“Intact, I think.”
Canales scrolled through until he found a photograph of a body, discovered on July 1st, that fit the general description of Efraín’s wife. The woman was splayed on the grass, her face discolored. From the angle of the image, it was difficult to see her face clearly, or perhaps it was just impossible to imagine that the contorted body and the woman smiling shyly were the same person. Salinas peered at the form Canales had filled out. “Is it her? She was little,” she said, and looked back at the photograph, uncertain. “And this one looks like she was little, too.”
In many rural counties, when officials couldn’t identify a body, they would bury it, sometimes in an unmarked grave. (Brooks County ended the practice in 2013.) This is illegal under Texas law, which mandates that unidentified bodies undergo DNA sampling. Operation Identification, a humanitarian program at Texas State University, in San Marcos, run by Kate Spradley, a forensic anthropologist, has been working to locate these graves, disinter the bodies for DNA testing, and repatriate them. “The Sheriff is the reason they have turned the county around, and now they have the best practices in the state, for a county without a medical examiner,” she told me. These days, thanks to coöperation between local agencies and the S.T.H.R.C., Brooks County has a better system for handling remains than many much larger, better resourced counties. Forensic techniques, such as rapid DNA testing and fingerprint analysis (enabled in part by controversial Homeland Security programs) mean that far fewer bodies go unidentified. Canales told me, of the hundred and nineteen sets of remains recovered in Brooks County last year, all but ten have been identified. “It’s really come a long way,” Salinas said. “From the wrong has come right.” But other South Texas counties still lag behind. “I’ve got friends in other counties who call us and say, ‘We have no idea what to do,’ ” she remarked.

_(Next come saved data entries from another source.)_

//! Configuration validation.
//!
//! # Responsibilities
//! - Semantic validation (serde handles syntactic)
//! - Validate value ranges (timeouts > 0, addresses parse)
//! - Make sure at least one route is configured
//!
//! # Design Decisions
//! - Returns all validation errors, not just first
//! - Validation is pure function: GatewayConfig → Result<(), Vec<ValidationError>>
//! - Backend URLs are checked when the route table is built, not here

use std::net::SocketAddr;

use axum::http::Method;
use thiserror::Error;

use crate::config::schema::GatewayConfig;

/// A single semantic problem found in the configuration.
#[derive(Debug, Clone, PartialEq, Eq, Error)]
#[error("{field}: {message}")]
pub struct ValidationError {
    pub field: String,
    pub message: String,
}

impl ValidationError {
    fn new(field: impl Into<String>, message: impl Into<String>) -> Self {
        Self {
            field: field.into(),
            message: message.into(),
        }
    }
}

/// Check the parts of the configuration that serde cannot.
pub fn validate_config(config: &GatewayConfig) -> Result<(), Vec<ValidationError>> {
    let mut errors = Vec::new();

    if config.listener.bind_address.parse::<SocketAddr>().is_err() {
        errors.push(ValidationError::new(
            "listener.bind_address",
            format!("'{}' is not a socket address", config.listener.bind_address),
        ));
    }

    if config.listener.max_connections == 0 {
        errors.push(ValidationError::new(
            "listener.max_connections",
            "must be greater than zero",
        ));
    }

    if config.shutdown.drain_timeout_secs == 0 {
        errors.push(ValidationError::new(
            "shutdown.drain_timeout_secs",
            "must be greater than zero",
        ));
    }

    if config.routes.is_empty() {
        errors.push(ValidationError::new("routes", "at least one route is required"));
    }

    for method in &config.cors.allowed_methods {
        if method.parse::<Method>().is_err() {
            errors.push(ValidationError::new(
                "cors.allowed_methods",
                format!("'{method}' is not an HTTP method"),
            ));
        }
    }

    if errors.is_empty() {
        Ok(())
    } else {
        Err(errors)
    }
}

Between 2015 and 2020, about fifty bodies were recovered each year in Brooks County, according to an S.T.H.R.C. report. Then came Title 42, a policy enacted by the Trump Administration at the start of the COVID-19 pandemic that closed ports of entry and blocked most avenues for asylum claims, ostensibly for public-health reasons. The policy, which is still in place in a modified form, has increased business for smuggling cartels and spurred people to cross in more dangerous places. “Before Title 42, the calls we got used to be, like, eighty-per-cent apprehended, twenty-per-cent missing,” Canales said. “Now it’s flipped—it’s more like twenty-per-cent apprehended, eighty-per-cent missing.” So far this year, there have been nearly seventy recoveries of remains in Brooks County, putting 2022 on track to be the deadliest year on record.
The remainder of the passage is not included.